Ready Player One starts with a bang, plunging the audience in the thick of a barraging plethora of convoluted retro pop culture and gaming references. Impressively (in a bad way, that is), Spielberg maintains this initial momentum for puking out pop culture references on-screen throughout the film’s tiring 2 hour runtime. Even worse, some scenes feel like nothing more than an excuse to add in and combine another series of seemingly randomised references in a mildly entertaining way. Although this approach has a certain charm for a while, it quickly degrades the film into a rather soulless promotional shell.
|Also, this movie hasn't made me very excited for the future of VR.|
Another aspect that doesn’t help improve the film’s lack of any real emotional resonance is the rather horrible dialogue. Except for a few quirky moments from T.J. Miller, most of the dialogue is painfully cheesy and superficial – the only real achievement of the dialogue is that it manages to successfully reinvigorate some excruciatingly awkward racial and gender stereotypes (Asian people should probably not watch this film).
"... the only real achievement of the dialogue is that it manages to successfully reinvigorate some excruciatingly awkward racial and gender stereotypes."

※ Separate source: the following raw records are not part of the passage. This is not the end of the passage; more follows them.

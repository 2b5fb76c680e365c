//! Error types for the arxiv-fetch CLI.
//!
//! Failures on the fetch-or-parse path never show up here — the CLI
//! collapses those into the fallback snapshot and still exits cleanly. What
//! remains is the configuration layer and the primary snapshot write, both
//! wrapped so the original error text reaches the user.

use thiserror::Error;

/// Errors that can terminate a CLI run unsuccessfully.
#[derive(Error, Debug)]
pub enum ArxivFetchErrors {
  /// Errors from the underlying arxiv-feed library, i.e. a failed primary
  /// snapshot write.
  #[error(transparent)]
  Feed(#[from] arxiv_feed::errors::FeedError),

  /// The `MAX_RESULTS` environment variable was not a non-negative integer.
  #[error("invalid MAX_RESULTS value: {0}")]
  InvalidMaxResults(#[from] std::num::ParseIntError),
}
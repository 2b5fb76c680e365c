use std::{env, path::PathBuf};

use arxiv_feed::{
  client::{ArxivClient, ARXIV_API_URL},
  paper::Paper,
  query::SearchQuery,
  snapshot::Snapshot,
};
use clap::{builder::ArgAction, Parser};
use console::{style, Emoji};
use errors::ArxivFetchErrors;
use tracing::debug;
use tracing_subscriber::EnvFilter;

pub mod errors;

static LOOKING_GLASS: Emoji<'_, '_> = Emoji("🔍 ", "");
static SAVE: Emoji<'_, '_> = Emoji("💾 ", "");
static WARNING: Emoji<'_, '_> = Emoji("⚠️  ", "");
static SUCCESS: Emoji<'_, '_> = Emoji("✨ ", "");

/// Query used when neither the command line nor the environment supplies one.
const DEFAULT_QUERY: &str = "all:machine learning";

/// Result count used when neither the command line nor the environment
/// supplies one.
const DEFAULT_MAX_RESULTS: u32 = 20;

#[derive(Parser)]
#[command(version, about = "Fetch recent arXiv papers and write them to a JSON snapshot")]
struct Cli {
  /// arXiv query string, e.g. "cat:cs.AI OR all:machine learning"
  #[arg(long, short)]
  query: Option<String>,

  /// Maximum number of results to request
  #[arg(long, short)]
  max: Option<u32>,

  /// Path of the snapshot file to write
  #[arg(long, short, default_value = "docs/arxiv_data.json")]
  out: PathBuf,

  /// arXiv API endpoint to query (mirrors, testing)
  #[arg(long)]
  api_url: Option<String>,

  /// Verbose mode (-v, -vv, -vvv)
  #[arg(
        short,
        long,
        action = ArgAction::Count,
        help = "Increase logging verbosity"
    )]
  verbose: u8,
}

/// Invocation parameters after layering the command line over the environment
/// over the built-in defaults.
#[derive(Debug)]
struct FetchConfig {
  /// Raw arXiv query expression.
  query:       String,
  /// Number of results to request.
  max_results: u32,
  /// Path of the snapshot file to write.
  out:         PathBuf,
  /// Endpoint the query runs against.
  api_url:     String,
}

/// Resolves each setting in a fixed precedence order: explicit argument,
/// then environment variable, then built-in default.
///
/// `ARXIV_QUERY` backs the query, `MAX_RESULTS` the result count, and
/// `ARXIV_API_URL` the endpoint. An empty query at either layer falls
/// through to the next one, and a `MAX_RESULTS` value that doesn't parse as
/// a non-negative integer fails the run before anything is fetched.
fn resolve(cli: Cli) -> Result<FetchConfig, ArxivFetchErrors> {
  let query = cli
    .query
    .filter(|query| !query.is_empty())
    .or_else(|| env::var("ARXIV_QUERY").ok().filter(|query| !query.is_empty()))
    .unwrap_or_else(|| DEFAULT_QUERY.to_string());

  let max_results = match cli.max {
    Some(max) => max,
    None => match env::var("MAX_RESULTS") {
      Ok(raw) => raw.parse()?,
      Err(_) => DEFAULT_MAX_RESULTS,
    },
  };

  let api_url = cli
    .api_url
    .or_else(|| env::var("ARXIV_API_URL").ok())
    .unwrap_or_else(|| ARXIV_API_URL.to_string());

  Ok(FetchConfig { query, max_results, out: cli.out, api_url })
}

/// Setup logging with the specified verbosity level
fn setup_logging(verbosity: u8) {
  let filter = match verbosity {
    0 => "warn",
    1 => "info",
    2 => "debug",
    _ => "trace",
  };

  let filter = EnvFilter::try_from_default_env().unwrap_or_else(|_| EnvFilter::new(filter));

  tracing_subscriber::fmt()
    .with_env_filter(filter)
    .with_file(true)
    .with_line_number(true)
    .with_thread_ids(true)
    .with_target(true)
    .init();
}

/// Runs the single fetch-and-normalize pass against the configured endpoint.
async fn fetch_papers(config: &FetchConfig) -> Result<Vec<Paper>, arxiv_feed::errors::FeedError> {
  let client = ArxivClient::with_base_url(&config.api_url)?;
  let query = SearchQuery::new(&config.query, config.max_results);
  client.fetch(&query).await
}

#[tokio::main(flavor = "current_thread")]
async fn main() -> Result<(), ArxivFetchErrors> {
  let cli = Cli::parse();
  setup_logging(cli.verbose);

  let config = resolve(cli)?;

  debug!("Resolved configuration: {config:?}");

  println!(
    "{} Fetching arXiv for query: {} (max={})",
    style(LOOKING_GLASS).cyan(),
    style(&config.query).yellow(),
    style(config.max_results).yellow()
  );

  match fetch_papers(&config).await {
    Ok(papers) => {
      let snapshot = Snapshot::new(&config.query, papers);
      snapshot.publish(&config.out)?;

      println!(
        "{} Wrote {} with {} papers",
        style(SUCCESS).green(),
        style(config.out.display()).yellow(),
        style(snapshot.papers.len()).yellow()
      );
    },
    Err(e) => {
      println!("{} Error fetching arXiv: {}", style(WARNING).yellow(), style(&e).red());

      let fallback = Snapshot::fallback(&config.query, e.to_string());
      fallback.write(&config.out)?;

      println!("{} Wrote fallback {}", style(SAVE).green(), style(config.out.display()).yellow());
    },
  }

  Ok(())
}
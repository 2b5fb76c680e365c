//! Client implementation for fetching recent papers from arXiv.org.
//!
//! This module owns the whole fetch-and-normalize pass: it expands a
//! [`SearchQuery`] into the request URL, performs the single GET against the
//! Atom endpoint, and converts the response entries into [`Paper`] records.
//! It deliberately makes exactly one attempt per run — no retries, no
//! pagination — since a snapshot is either fresh or replaced wholesale by
//! the next run.
//!
//! # Examples
//!
//! ```no_run
//! use arxiv_feed::{client::ArxivClient, query::SearchQuery};
//!
//! # async fn example() -> Result<(), Box<dyn std::error::Error>> {
//! let client = ArxivClient::new()?;
//! let papers = client.fetch(&SearchQuery::new("all:machine learning", 20)).await?;
//!
//! println!("fetched {} papers", papers.len());
//! # Ok(())
//! # }
//! ```

use std::time::Duration;

use quick_xml::de::from_str;
use reqwest::{header, Client};

use super::*;

/// Default endpoint of the arXiv query API.
pub const ARXIV_API_URL: &str = "https://export.arxiv.org/api/query";

/// Identifying header sent with every request, per arXiv's API etiquette.
const USER_AGENT: &str = concat!(env!("CARGO_PKG_NAME"), "/", env!("CARGO_PKG_VERSION"));

/// Hard bound on the single fetch attempt, connection included.
const FETCH_TIMEOUT: Duration = Duration::from_secs(30);

/// Internal representation of the arXiv API's Atom feed response.
#[derive(Debug, Default, Deserialize)]
#[serde(default)]
struct Feed {
  /// A `Feed` may contain any number of `Entry`s, including none.
  #[serde(rename = "entry")]
  entries: Vec<Entry>,
}

/// Internal representation of a paper entry from arXiv's API response.
///
/// Only the subset of the entry the snapshot schema needs is captured;
/// links, categories, comments, and the rest of the metadata are ignored.
/// Every field defaults, so a sparse entry degrades to empty strings
/// instead of failing the whole document.
#[derive(Debug, Default, Deserialize)]
#[serde(default)]
struct Entry {
  /// Canonical identifier URL (e.g., "http://arxiv.org/abs/2301.07041v1").
  id:      String,
  /// Paper title (may contain LaTeX markup), often hard-wrapped by the API.
  title:   String,
  /// Paper abstract (may contain LaTeX markup).
  summary: String,
  /// Last-updated timestamp in the feed's native format.
  updated: String,
  /// List of paper authors.
  #[serde(rename = "author")]
  authors: Vec<Author>,
}

/// Internal representation of an author from arXiv's API response.
#[derive(Debug, Default, Deserialize)]
#[serde(default)]
struct Author {
  /// Author's full name; empty when the element carries no name.
  name: String,
}

impl From<Entry> for Paper {
  fn from(entry: Entry) -> Self {
    let id = clean_text(&entry.id);
    let pdf = pdf_link(&id);
    let authors = entry
      .authors
      .into_iter()
      .map(|author| clean_text(&author.name))
      .filter(|name| !name.is_empty())
      .collect();

    Paper {
      id,
      title: clean_text(&entry.title),
      summary: clean_text(&entry.summary),
      authors,
      updated: clean_text(&entry.updated),
      pdf,
    }
  }
}

/// Parses a raw Atom document into normalized papers, in document order.
///
/// Document order is the API's own ordering (most recently updated first for
/// the URLs this library builds) and is preserved as-is. Entries with missing
/// text fields come through with empty strings, and author elements without
/// a name are skipped; only a document the deserializer cannot make sense of
/// fails.
///
/// # Examples
///
/// ```
/// use arxiv_feed::client::parse_feed;
///
/// let papers = parse_feed(
///   r"<feed xmlns='http://www.w3.org/2005/Atom'>
///       <entry>
///         <id>http://arxiv.org/abs/2301.07041v1</id>
///         <title>Verifiable Fully Homomorphic Encryption</title>
///         <author><name>Alexander Viand</name></author>
///       </entry>
///     </feed>",
/// )?;
///
/// assert_eq!(papers.len(), 1);
/// assert_eq!(papers[0].pdf, "http://arxiv.org/pdf/2301.07041v1.pdf");
/// # Ok::<(), arxiv_feed::errors::FeedError>(())
/// ```
pub fn parse_feed(xml: &str) -> Result<Vec<Paper>, FeedError> {
  let feed: Feed = from_str(xml)?;
  Ok(feed.entries.into_iter().map(Paper::from).collect())
}

/// Client for fetching recent papers from the arXiv query API.
///
/// Wraps a [`reqwest::Client`] built with the strongest trust context
/// available and the endpoint queries run against. The endpoint is
/// configurable so mirrors and tests can stand in for arxiv.org.
pub struct ArxivClient {
  /// Internal web client used to connect to the API.
  client:   Client,
  /// Endpoint the request URL is built against.
  base_url: String,
}

impl ArxivClient {
  /// Creates a client against the public arXiv endpoint.
  pub fn new() -> Result<Self, FeedError> { Self::with_base_url(ARXIV_API_URL) }

  /// Creates a client against a custom endpoint.
  pub fn with_base_url(base_url: impl Into<String>) -> Result<Self, FeedError> {
    Ok(Self { client: build_http_client()?, base_url: base_url.into() })
  }

  /// Fetches and normalizes the papers matching `query`.
  ///
  /// Performs exactly one GET carrying the identifying `User-Agent` header,
  /// bounded by a 30 second timeout. A transport failure, a non-success
  /// status, and a malformed response body are all reported through
  /// [`FeedError`]; callers treat them as the same failed-fetch outcome.
  pub async fn fetch(&self, query: &SearchQuery) -> Result<Vec<Paper>, FeedError> {
    let url = query.to_url(&self.base_url)?;

    debug!("Fetching from arXiv via: {url}");

    let response = self
      .client
      .get(url)
      .header(header::USER_AGENT, USER_AGENT)
      .timeout(FETCH_TIMEOUT)
      .send()
      .await?;

    let status = response.status();
    if !status.is_success() {
      return Err(FeedError::ApiError(format!("arXiv returned HTTP {status}")));
    }

    let body = response.text().await?;

    trace!("arXiv response: {body}");

    parse_feed(&body)
  }
}

/// Builds the HTTP client behind every fetch.
///
/// Trust contexts are tried in a fixed order, strongest first: the bundled
/// webpki root store, then the platform's native store, then whatever the
/// stack defaults to. The first constructor that succeeds wins; if all three
/// fail, the last error surfaces as an ordinary fetch failure.
fn build_http_client() -> Result<Client, reqwest::Error> {
  let constructors: [fn() -> Result<Client, reqwest::Error>; 3] = [
    || Client::builder().use_rustls_tls().build(),
    || Client::builder().use_native_tls().build(),
    || Client::builder().build(),
  ];

  let mut result = constructors[0]();
  for construct in &constructors[1..] {
    match result {
      Ok(client) => return Ok(client),
      Err(err) => {
        debug!("trust context unavailable, falling back: {err}");
        result = construct();
      },
    }
  }
  result
}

Did I also mention that the screenplay is rather silly and inconsequential? And yes, although one can forgive a sci-fi fantasy film for not having the most logical and rational plot, there are quite a few gaping pot holes and inconsistencies here that make it difficult to care much for (or follow) the events that are transpiring on-screen. Not all of the film’s scenes are completely useless though – one particular scene (inspired by a famous horror film) has a highly intriguing denouement, serving as a glimmer of what this film could have been if it was given more love and attention.
There is however one level on which Ready Player One really does work. The impeccable CGI effects and the seamless integration of various digital art styles is something amazing to behold. It’s just a pity that the effort didn’t transcend further than the film’s green screens.
What all of the above mentioned culminates in is a film that is a living and breathing contradiction. Instead of being a testament to where film technology has taken the sci-fi fantasy genre, Spielberg takes the genre back a considerable amount of years, to a time where sci-fi films were almost unbearably cheesy, awkwardly ridiculous and rather lifeless. Unless you are a ridiculously massive geek that gets turned on any and all sorts of cheap in-movie references, I don’t recommend seeing this film. And oh yes, if you were wondering – this movie has not managed to change my opinion of Spielberg films.
Highlight: A cleverly creative scene inspired by a well-known horror movie is this film’s one and only highlight.